━━━ DATA FOR THIS EXERCISE

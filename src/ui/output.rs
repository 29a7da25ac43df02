//! ui::output
//!
//! Output formatting and display.
//!
//! # Design
//!
//! Output is formatted consistently and respects the quiet flag.
//! Diagnostics go through `tracing`; this module only handles what the
//! user asked to see.

use std::fmt::Display;

use super::render::CrumbItem;

/// Separator between labels in text output.
pub const TRAIL_SEPARATOR: &str = " > ";

/// Output verbosity level.
#[derive(Debug, Clone, Copy, PartialEq, Eq)]
pub enum Verbosity {
    /// Quiet mode - minimal output
    Quiet,
    /// Normal mode - standard output
    Normal,
    /// Debug mode - verbose output
    Debug,
}

impl Verbosity {
    /// Create verbosity from flags.
    pub fn from_flags(quiet: bool, debug: bool) -> Self {
        if quiet {
            Verbosity::Quiet
        } else if debug {
            Verbosity::Debug
        } else {
            Verbosity::Normal
        }
    }
}

/// Print a message (respects quiet mode).
pub fn print(message: impl Display, verbosity: Verbosity) {
    if verbosity != Verbosity::Quiet {
        println!("{}", message);
    }
}

/// Print requested data. Always shown, even in quiet mode.
pub fn data(message: impl Display) {
    println!("{}", message);
}

/// Print an error message (always shown).
pub fn error(message: impl Display) {
    eprintln!("error: {}", message);
}

/// Print a warning message (respects quiet mode).
pub fn warn(message: impl Display, verbosity: Verbosity) {
    if verbosity != Verbosity::Quiet {
        eprintln!("warning: {}", message);
    }
}

/// Format visible trail items as a single line of labels.
///
/// With `Verbosity::Debug`, each label is followed by its path.
pub fn format_trail(items: &[CrumbItem], verbosity: Verbosity) -> String {
    items
        .iter()
        .map(|item| match verbosity {
            Verbosity::Debug => format!("{} ({})", item.label, item.path),
            _ => item.label.clone(),
        })
        .collect::<Vec<_>>()
        .join(TRAIL_SEPARATOR)
}

/// Format a list of items.
pub fn format_list<T: Display>(items: &[T], prefix: &str) -> String {
    items
        .iter()
        .map(|item| format!("{}{}", prefix, item))
        .collect::<Vec<_>>()
        .join("\n")
}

━━━━━━

→ WHAT YOU WILL DO: Search the data for the string "eprintln" and copy every line where it appears.

→ SOLVED EXERCISE:
    eprintln!("error: {}", message);
        eprintln!("warning: {}", message);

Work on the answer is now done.